Sunday, August 19, 2012

It Might Get Messy


It Might Get Messy

Technology…you can’t live with it…no, that’s not right. You can’t live withOUT it. Whatever your feelings about Bill Gates, automakers, music listening devices, or whichever hellishly sluggish wireless internet service you’re living with, it’s a shitload better now than it was 10 years. And WAY better than it was 35 years ago.

Because in 1977, nuclear magnetic resonance technology was engineered for noninvasive, high-resolution imaging of living human tissue. Magnetic Resonance Imaging (MRI) is a very sensitive—subatomic, if it comes right down to it—technique for ascertaining…uh, imaging…the surface structures of stuff.

It works like this. You whip up one bad-ass massive magnetic field and stick a chunk of matter in that field, then the directional “spins” of the protons and neutrons in the atomic nuclei of the stuff your chunk is built from all line up nicely in a uniform plane. But not direction. The spins may run “frontward” or “backward”, but the thing is they don’t run at angles or “awkward”. Oddly (or maybe it’s not odd, I flunked chemistry twice and almost flunked physics twice, so I may not be the best person to ask), just about 50% of the atoms spin “front” and 50% spin “back”. Basically, when you are the chunk of matter in the magnetic field, the nuclear particles spin toward your head or your feet, but not toward your hands or your butt. But the symmetry is not exact. A few atoms out of each million don’t pair up with a converse-spinning doppelganger.

Those asymmetric or unpaired atoms are important to what happens next. You run a pulse of radioenergy into the field, guided by some additional “gradient” magnets. The unpaired atoms respond to the radioenergy in a distinctive fashion depending on their atomic bonds (i.e. electron-to-electron-to-nucleus, thus MRI uses NMR technology but is not limited to “nuclear” signals), that is, their structural properties. The edges of things—organs, cells, tumors—have discernibly distinct structures. By converting the return energy of the radio-perturbed magnetic field to pixels for imaging, well voila! A high-rez look at anything you care to look at!

By comparison, the Positron Emission Tomography (with the radiolabeled glucose) we looked at last week has spatial resolution—detection of the atomic decay—at centimeter scales. With the MRI, you’re looking at submillimeter scales. So it’s the MRI that surgeons use to localize, characterize, and size up a tumor.

I’m not a surgeon (as the Bitchin’ Kitchen lady would put it on Food Network, “it ain’t rocket surgery”). Nor am I trained in use of the awesome software that comes with the set of digital images from the radiology shop these days.

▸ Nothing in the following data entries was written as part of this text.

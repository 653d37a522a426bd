use super::ct363_packet::{MAX_POINTS, MAX_X, MAX_Y};

/// Absolute axes a sink registers for this controller.
#[derive(Debug, Clone, Copy, PartialEq, Eq)]
pub enum AbsAxis {
    X,
    Y,
    MtPositionX,
    MtPositionY,
    MtTouchMajor,
    MtWidthMajor,
}

#[derive(Debug, Clone, Copy, PartialEq, Eq)]
pub struct AxisInfo {
    pub axis: AbsAxis,
    pub min: i32,
    pub max: i32,
}

impl AxisInfo {
    const fn new(axis: AbsAxis, max: u16) -> Self {
        Self {
            axis,
            min: 0,
            max: max as i32,
        }
    }

    pub fn contains(&self, value: i32) -> bool {
        (self.min..=self.max).contains(&value)
    }
}

/// Static description of the controller as presented to an input stack.
#[derive(Debug, Clone, Copy, PartialEq, Eq)]
pub struct DeviceInfo {
    pub name: &'static str,
    pub i2c_id: &'static str,
    pub compatible: &'static str,
    pub slots: usize,
    /// Touch-major value reported with every contact; the controller has no real contact size.
    pub touch_major: u8,
    pub axes: [AxisInfo; 6],
}

impl DeviceInfo {
    pub fn axis(&self, axis: AbsAxis) -> Option<&AxisInfo> {
        self.axes.iter().find(|info| info.axis == axis)
    }
}

pub const DEVICE_INFO: DeviceInfo = DeviceInfo {
    name: "VTL ct363 Touch Screen",
    i2c_id: "ct363_ts",
    compatible: "vtl,ct363_ts",
    slots: MAX_POINTS,
    touch_major: 1,
    axes: [
        AxisInfo::new(AbsAxis::X, MAX_X),
        AxisInfo::new(AbsAxis::Y, MAX_Y),
        AxisInfo::new(AbsAxis::MtPositionX, MAX_X),
        AxisInfo::new(AbsAxis::MtPositionY, MAX_Y),
        AxisInfo::new(AbsAxis::MtTouchMajor, 255),
        AxisInfo::new(AbsAxis::MtWidthMajor, 255),
    ],
};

So I’m not going to be able to show you the marvelous detail and full certainty of what’s going on in the MR images. I will try to get Dr. H to look at the slices I’ve picked out and see if I’ve got the right concept. Because here’s the thing:


I’m pretty sure that ragged edge on the northeast of my tongue there, and the dark splodge on the southeast are evidence of the “old” tumor—the one we took care of last year. My tongue is ragged because… well, my tongue is ragged. Radiation and chemotherapeutics killed the tumor tissue, which eventually rotted out and fell away, leaving raggedy edges on things.



And here’s my present difficulty. See that little bean-like nugget down there near the center and base of my tongue? That’s on the right side, if I’m reading the imaging “slices” correctly. And it’s where I’ve been having pain. And, more ominously, where that white-hot spot of radioactivity was in the PET scan a couple weeks ago.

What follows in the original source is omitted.